Meet the Workers

Across the United States, the Real Food Real Jobs team is organizing gatherings with cooks and food service workers for one of our favorite activities — talking about food! Here’s some of what we are hearing from workers on the front lines of food.

“Food matters to me because if I had no respect for my food, I wouldn’t want to be in food service. I want to serve the kind of food that I would want to eat.”

-Manuel Aguilar, Lead Cook, Northwestern University

“I am proud to cook real food for you that is not processed — real fresh food, locally grown food, vegetables and meats. It’s good for you, it’s good for us, it’s good for everybody. So join us!”

-Rafael Marquez, Cook, Northwestern University

“We’re on the front line of campus food. If it were bad or unsafe, we would be the most likely ones to know it. In our union contract, we’ve got protections so we don’t have to be afraid to point out a problem.”

-Raquel Baptiste, Cook, Wesleyan University

“I think we should be making food from scratch using really good recipes because then all of us—workers like me, and the students—would really want to eat it.”

-Marie Wilson, Johns Hopkins University

“The difference the union has made in my life is of course the pay increase. That extra money I can put towards groceries or daycare. And the idea that you don’t have to fight by yourself but have a whole group of people that will fight with you.”

-Sonja Edwards, Cashier, Loyola University

“There is a real barrier to getting good, real food for folks in our communities. It takes a lot of time to shop and cook, and people often work two jobs. Sometimes the cost of unhealthy food is less than it is for healthy food. And bad food is everywhere, like drive-thru fast food places.”

-Gladys Burrell, Cashier, Johns Hopkins University

“With the union, if someone makes a mistake they can’t just be fired right away. People feel like the job is like a family. They feel comfortable now.”

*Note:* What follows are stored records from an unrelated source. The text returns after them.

// src/analog.rs - Four-threshold analog alarms with settling delay
//
// The value is mapped onto five bands (LL < L < NOM < H < HH). A change of
// band is only confirmed after it has persisted for `set_delay`. One delay
// runs at a time, tagged with its direction; a move in the opposite direction
// replaces it and re-entering the confirmed band discards it.

use crate::error::{AlarmError, Result};
use crate::signal::SignalRef;
use crate::timer::{PendingTimer, TimerId};
use serde::{Deserialize, Serialize};
use std::fmt;
use std::time::Duration;

/// Confirmed band of an analog alarm
#[derive(Debug, Clone, Copy, PartialEq, Eq, Hash, Serialize, Deserialize, Default)]
pub enum AnalogState {
    /// Nominal
    #[default]
    #[serde(rename = "NOM")]
    Nominal,
    /// PV <= LL_SV
    #[serde(rename = "LL")]
    LowLow,
    /// LL_SV < PV <= L_SV
    #[serde(rename = "L")]
    Low,
    /// H_SV <= PV < HH_SV
    #[serde(rename = "H")]
    High,
    /// PV >= HH_SV
    #[serde(rename = "HH")]
    HighHigh,
}

impl AnalogState {
    /// Distance from nominal: 0 for NOM, 1 for L/H, 2 for LL/HH
    pub fn severity(self) -> u8 {
        match self {
            AnalogState::Nominal => 0,
            AnalogState::Low | AnalogState::High => 1,
            AnalogState::LowLow | AnalogState::HighHigh => 2,
        }
    }

    pub fn as_str(self) -> &'static str {
        match self {
            AnalogState::Nominal => "NOM",
            AnalogState::LowLow => "LL",
            AnalogState::Low => "L",
            AnalogState::High => "H",
            AnalogState::HighHigh => "HH",
        }
    }
}

impl fmt::Display for AnalogState {
    fn fmt(&self, f: &mut fmt::Formatter<'_>) -> fmt::Result {
        f.write_str(self.as_str())
    }
}

/// Direction of a pending band change
#[derive(Debug, Clone, Copy, PartialEq, Eq)]
pub enum Direction {
    /// Towards a more severe band, or across nominal to the other side
    Escalating,
    /// Towards nominal
    Clearing,
}

impl Direction {
    /// Direction of the move from the confirmed band `from` to `to`
    pub fn between(from: AnalogState, to: AnalogState) -> Self {
        if to.severity() >= from.severity() {
            Direction::Escalating
        } else {
            Direction::Clearing
        }
    }
}

/// Alarm setpoints; `None` excludes a level from evaluation
#[derive(Debug, Clone, Copy, PartialEq, Default, Serialize, Deserialize)]
pub struct Thresholds {
    #[serde(default)]
    pub ll: Option<f64>,
    #[serde(default)]
    pub l: Option<f64>,
    #[serde(default)]
    pub h: Option<f64>,
    #[serde(default)]
    pub hh: Option<f64>,
}

impl Thresholds {
    /// Validated setpoints
    ///
    /// The set levels must be non-decreasing in LL, L, H, HH order and at
    /// least one must be set. NaN is not accepted as a setpoint.
    pub fn new(ll: Option<f64>, l: Option<f64>, h: Option<f64>, hh: Option<f64>) -> Result<Self> {
        let thresholds = Self { ll, l, h, hh };
        thresholds.validate()?;
        Ok(thresholds)
    }

    pub fn validate(&self) -> Result<()> {
        if !self.is_set() {
            return Err(AlarmError::InvalidThresholds("no setpoint is set".to_string()));
        }

        let levels = [("ll", self.ll), ("l", self.l), ("h", self.h), ("hh", self.hh)];

        let mut previous: Option<(&str, f64)> = None;
        for (label, level) in levels {
            let Some(value) = level else { continue };
            if value.is_nan() {
                return Err(AlarmError::InvalidThresholds(format!("{} is NaN", label)));
            }
            if let Some((prev_label, prev)) = previous {
                if prev > value {
                    return Err(AlarmError::InvalidThresholds(format!(
                        "{} ({}) is greater than {} ({})",
                        prev_label, prev, label, value
                    )));
                }
            }
            previous = Some((label, value));
        }
        Ok(())
    }

    /// Band implied by `value`, or `None` for NaN
    pub fn band(&self, value: f64) -> Option<AnalogState> {
        if value.is_nan() {
            return None;
        }
        let band = if self.hh.is_some_and(|hh| value >= hh) {
            AnalogState::HighHigh
        } else if self.h.is_some_and(|h| value >= h) {
            AnalogState::High
        } else if self.ll.is_some_and(|ll| value <= ll) {
            AnalogState::LowLow
        } else if self.l.is_some_and(|l| value <= l) {
            AnalogState::Low
        } else {
            AnalogState::Nominal
        };
        Some(band)
    }

    /// Whether any setpoint is set
    pub fn is_set(&self) -> bool {
        self.ll.is_some() || self.l.is_some() || self.h.is_some() || self.hh.is_some()
    }
}

/// What a poll tick wants done with the alarm's settling timer
#[derive(Debug, Clone, Copy, PartialEq, Eq)]
pub enum AnalogAction {
    /// Nothing to do; any running delay continues
    Hold,
    /// Start a delay in this direction, replacing any opposite one
    Arm(Direction),
    /// Value is back in the confirmed band
    Cancel,
}

#[derive(Debug)]
struct PendingBand {
    direction: Direction,
    timer: PendingTimer,
}

/// Analog alarm record
pub struct AnalogAlarm {
    name: String,
    pub(crate) enabled: bool,
    pub(crate) state: AnalogState,
    signal: SignalRef<f64>,
    thresholds: Thresholds,
    set_delay: Duration,
    pending: Option<PendingBand>,
}

impl AnalogAlarm {
    /// New enabled alarm in the nominal band
    pub fn new(
        name: impl Into<String>,
        signal: SignalRef<f64>,
        thresholds: Thresholds,
        set_delay: Duration,
    ) -> Self {
        Self {
            name: name.into(),
            enabled: true,
            state: AnalogState::Nominal,
            signal,
            thresholds,
            set_delay,
            pending: None,
        }
    }

    /// Builder-style initial enabled flag
    pub fn enabled(mut self, enabled: bool) -> Self {
        self.enabled = enabled;
        self
    }

    pub fn name(&self) -> &str {
        &self.name
    }

    pub fn is_enabled(&self) -> bool {
        self.enabled
    }

    pub fn state(&self) -> AnalogState {
        self.state
    }

    pub fn thresholds(&self) -> &Thresholds {
        &self.thresholds
    }

    pub fn set_delay(&self) -> Duration {
        self.set_delay
    }

    pub fn pending_direction(&self) -> Option<Direction> {
        self.pending.as_ref().map(|p| p.direction)
    }

    /// Band implied by the current signal value
    pub fn raw_band(&self) -> Option<AnalogState> {
        self.thresholds.band(self.signal.read())
    }

    /// One poll-tick evaluation against the current signal value
    pub fn evaluate(&self) -> AnalogAction {
        let Some(raw) = self.raw_band() else {
            return AnalogAction::Hold;
        };

        if raw == self.state {
            return match self.pending {
                Some(_) => AnalogAction::Cancel,
                None => AnalogAction::Hold,
            };
        }

        let direction = Direction::between(self.state, raw);
        match &self.pending {
            Some(pending) if pending.direction == direction => AnalogAction::Hold,
            _ => AnalogAction::Arm(direction),
        }
    }

    pub(crate) fn start_pending(&mut self, direction: Direction, timer: PendingTimer) {
        self.cancel_pending();
        self.pending = Some(PendingBand { direction, timer });
    }

    pub(crate) fn cancel_pending(&mut self) {
        if let Some(pending) = self.pending.take() {
            pending.timer.cancel();
        }
    }

    /// Consume the pending timer if `id` is the one currently armed
    pub(crate) fn take_pending(&mut self, id: TimerId) -> Option<Direction> {
        match &self.pending {
            Some(pending) if pending.timer.id() == id => {
                let direction = pending.direction;
                self.pending = None;
                Some(direction)
            }
            _ => None,
        }
    }

    /// Confirm the band the value sits in now, if it still lies in
    /// `direction` from the confirmed state
    ///
    /// Returns the previous band when the state changed.
    pub(crate) fn confirm(&mut self, direction: Direction) -> Option<AnalogState> {
        let raw = self.raw_band()?;
        if raw == self.state || Direction::between(self.state, raw) != direction {
            return None;
        }
        let previous = self.state;
        self.state = raw;
        Some(previous)
    }

    /// Disable and return to nominal without notification
    pub(crate) fn disable(&mut self) {
        self.cancel_pending();
        self.enabled = false;
        self.state = AnalogState::Nominal;
    }
}

impl fmt::Debug for AnalogAlarm {
    fn fmt(&self, f: &mut fmt::Formatter<'_>) -> fmt::Result {
        f.debug_struct("AnalogAlarm")
            .field("name", &self.name)
            .field("enabled", &self.enabled)
            .field("state", &self.state)
            .field("thresholds", &self.thresholds)
            .field("set_delay", &self.set_delay)
            .field("pending", &self.pending_direction())
            .finish()
    }
}

impl Drop for AnalogAlarm {
    fn drop(&mut self) {
        self.cancel_pending();
    }
}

-Siu Ying Gin, Food Service Worker, Loyola University

“Working with students on real food is a win-win situation. Getting real food and using good recipes means more, real work at good wages for us. It means better, healthier food for everyone.”

-Guy Mitchell, Johns Hopkins University

“Recently the college has been making a lot of changes to the food we cook. They want to serve a better product and they are doing that. But aside from serving a better product, they aren’t thinking about the job the workers do.”

-Cristian Torres, Cook, Pomona College

“Last year I was working opening to close, I’d start at 6:30 am and I’d get off at 12:30 am. I didn’t have time to go home and feed my daughter, my husband had to do it all. When you have parents who work a lot, sometimes you don’t have time to cook.”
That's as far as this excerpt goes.